A bill of rights
We all shelter under them, or at any rate, still did by the end of the twentieth century. But how many of us could name them, or tell their significance, or say how they got there, and why?
The “why” is simple enough. Adopting the Constitution meant adding a new layer to the government, something unknown. This new “federal” government may have struck the people of the States the same way the specter of the United Nations governing America haunts some people today, except, this was really going to happen. Somehow, before it was too late, the people would have to insert some safeguards, however fragile.
This fear was not confined to a few nuts on the fringe. In three states, ratification was obtained only on the promise that a bill of rights would be attached. The fear of federal encroachment was shared, ultimately, even by James Madison, the new constitution’s primary architect. So he proposed a set of clarifying amendments, an even dozen of which were approved by Congress and ten of which were ratified by the requisite three-fourths of the states.
The thing to remember is that this is a list of limitations. Whereas the body of the Constitution spelled out how the new government’s powers were to be divided, the Bill of Rights specified boundaries to those powers. Notice, the amendments provided protection from this new layer of government, but did not apply to States vis-à-vis their own citizens. (Madison’s proposal to apply parts of the Bill of Rights to the states was rejected by the Senate. Only after the Civil War were these protections held to apply to actions of State governments as well.)
The Bill of Rights, by enumerating federal limitations, thereby enumerates individual freedoms. It limits the federal government to the powers enumerated, and reserves for the people or the States all rights not specifically mentioned in the Constitution.
It was a nice set of protections, while it was followed. But although documents and traditions can serve to buttress freedom, in the absence of pugnacious and effective resistance to encroachment, they will become only empty fortresses, mocking us by reminding us of what was sought and lost.
Our lost protections:
- “ Congress shall make no law respecting an establishment of religion, or prohibiting the free exercise thereof; or abridging the freedom of speech, or of the press; or the right of the people peaceably to assemble, and to petition the Government for a redress of grievances.”

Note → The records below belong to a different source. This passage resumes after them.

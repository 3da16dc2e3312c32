use kb_markup::{escape_html, render_html};
use tracing::warn;

use crate::document::DocumentId;

/// Converts raw markup to HTML. Must be pure: the rendered cache is written
/// from it without coordination.
pub trait Renderer: Send + Sync {
    fn render(&self, markup: &str, locale: &str, doc_id: DocumentId) -> String;
}

/// Default renderer backed by `kb-markup`.
#[derive(Debug, Clone, Copy, Default)]
pub struct MarkupRenderer;

impl Renderer for MarkupRenderer {
    fn render(&self, markup: &str, locale: &str, doc_id: DocumentId) -> String {
        let body = match render_html(markup) {
            Ok(html) => html,
            Err(err) => {
                warn!(document_id = %doc_id, error = %err, "markup did not lex; rendering as text");
                format!("<pre>{}</pre>\n", escape_html(markup))
            }
        };
        format!(
            "<div class=\"document\" lang=\"{}\">\n{body}</div>",
            escape_html(locale)
        )
    }
}

#[cfg(test)]
mod tests {
    use super::*;

    #[test]
    fn wraps_rendered_body_with_locale() {
        let html = MarkupRenderer.render("Hello", "de", DocumentId(1));
        assert_eq!(html, "<div class=\"document\" lang=\"de\">\n<p>Hello</p>\n</div>");
    }

    #[test]
    fn falls_back_to_escaped_text() {
        let html = MarkupRenderer.render("broken [[link", "en-US", DocumentId(1));
        assert!(html.contains("<pre>broken [[link</pre>"));
    }
}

- “A well regulated Militia, being necessary to the security of a free State, the right of the people to keep and bear Arms, shall not be infringed.” (The connection here between the militia and arms seems to imply that this amendment was meant to prohibit the federal government from disarming the State governments.)
- “No Soldier shall, in time of peace be quartered in any house, without the consent of the Owner, nor in time of war, but in a manner to be prescribed by law.”
- “The right of the people to be secure in their persons, houses, papers, and effects, against unreasonable searches and seizures, shall not be violated, and no Warrants shall issue, but upon probable cause, supported by Oath or affirmation, and particularly describing the place to be searched, and the persons or things to be seized.”
- “No person shall be held to answer for a capital, or otherwise infamous crime, unless on a presentment or indictment of a Grand Jury, except in cases arising in the land or naval forces, or in the Militia, when in actual service in time of War or public danger; nor shall any person be subject for the same offence to be twice put in jeopardy of life or limb; nor shall be compelled in any criminal case to be a witness against himself, nor be deprived of life, liberty, or property, without due process of law; nor shall private property be taken for public use, without just compensation.” (The fifth amendment lost some public support in the 1950s, when the public saw how accused mobsters used it to shield themselves and their activities, but in retrospect the value of these protections should be obvious.)
- “In all criminal prosecutions, the accused shall enjoy the right to a speedy and public trial, by an impartial jury of the State and district wherein the crime shall have been committed, which district shall have been previously ascertained by law, and to be informed of the nature and cause of the accusation; to be confronted with the witnesses against him; to have compulsory process for obtaining witnesses in his favor, and to have the Assistance of Counsel for his defense.” (Happy the nation without lawyers, but when you need one, you really need one. The alternative is “justice” behind closed doors.)
- “In suits at common law, where the value in controversy shall exceed twenty dollars, the right of trial by jury shall be preserved, and no fact tried by a jury, shall be otherwise re-examined in any court of the United States, than according to the rules of the common law.”
- “Excessive bail shall not be required, nor excessive fines imposed, nor cruel and unusual punishments inflicted.” (Another amendment that lost some public support, particularly in that it was used to abolish the federal death penalty. Again, the value of the amendment should be apparent in hindsight.)
- “The enumeration in the Constitution, of certain rights, shall not be construed to deny or disparage others retained by the people.”
10. “The powers not delegated to the United States by the Constitution, nor prohibited by it to the States, are reserved to the States respectively, or to the people.” (This amendment was the logical corollary to the division of powers within the federal government. This one tried to set limits between the new government and the States.)
It was a splendid set of protections.